[Data excerpts]
========================

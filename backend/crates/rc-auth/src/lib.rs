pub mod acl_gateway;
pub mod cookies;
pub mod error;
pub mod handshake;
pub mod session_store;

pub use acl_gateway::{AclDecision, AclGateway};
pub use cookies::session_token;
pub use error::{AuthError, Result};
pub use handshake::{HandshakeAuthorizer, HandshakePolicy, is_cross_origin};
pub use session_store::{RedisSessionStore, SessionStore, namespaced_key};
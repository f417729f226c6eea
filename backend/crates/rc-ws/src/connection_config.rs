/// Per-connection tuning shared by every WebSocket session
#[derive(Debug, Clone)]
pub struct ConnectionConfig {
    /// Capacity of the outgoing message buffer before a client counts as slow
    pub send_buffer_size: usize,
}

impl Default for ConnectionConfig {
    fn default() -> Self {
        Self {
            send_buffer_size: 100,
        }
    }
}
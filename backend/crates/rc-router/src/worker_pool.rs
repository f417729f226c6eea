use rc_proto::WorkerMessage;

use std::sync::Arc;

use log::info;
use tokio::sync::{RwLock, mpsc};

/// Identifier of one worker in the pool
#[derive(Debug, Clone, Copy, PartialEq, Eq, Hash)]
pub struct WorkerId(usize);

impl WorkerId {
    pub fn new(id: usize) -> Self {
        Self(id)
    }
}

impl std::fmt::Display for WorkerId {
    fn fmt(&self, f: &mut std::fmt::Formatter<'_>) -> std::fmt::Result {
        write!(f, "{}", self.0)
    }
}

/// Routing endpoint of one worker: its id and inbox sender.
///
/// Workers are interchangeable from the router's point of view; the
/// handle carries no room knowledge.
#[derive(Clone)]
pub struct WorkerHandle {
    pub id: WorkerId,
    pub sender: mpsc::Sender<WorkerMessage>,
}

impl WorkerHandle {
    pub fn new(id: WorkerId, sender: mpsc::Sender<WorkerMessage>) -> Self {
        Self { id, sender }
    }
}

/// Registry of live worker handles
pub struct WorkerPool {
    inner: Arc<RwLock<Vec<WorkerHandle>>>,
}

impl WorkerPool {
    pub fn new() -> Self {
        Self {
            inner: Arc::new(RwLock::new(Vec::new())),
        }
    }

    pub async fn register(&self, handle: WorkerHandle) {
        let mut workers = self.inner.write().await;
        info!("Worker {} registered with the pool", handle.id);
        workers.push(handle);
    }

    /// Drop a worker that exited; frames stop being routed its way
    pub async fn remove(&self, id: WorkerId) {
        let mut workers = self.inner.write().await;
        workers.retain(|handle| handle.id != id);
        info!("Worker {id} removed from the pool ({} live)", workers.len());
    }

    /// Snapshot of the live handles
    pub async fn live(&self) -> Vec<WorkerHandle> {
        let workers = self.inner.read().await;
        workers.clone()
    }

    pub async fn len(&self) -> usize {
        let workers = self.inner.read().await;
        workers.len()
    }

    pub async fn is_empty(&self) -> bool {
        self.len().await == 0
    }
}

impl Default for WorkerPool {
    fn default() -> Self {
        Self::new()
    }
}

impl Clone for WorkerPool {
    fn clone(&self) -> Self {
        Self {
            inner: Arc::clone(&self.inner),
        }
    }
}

========================

PROBLEM STATEMENT: Please say how many lines of the records contain the word "WorkerMessage", giving the number by itself.

RESULT OF THE EXERCISE: 3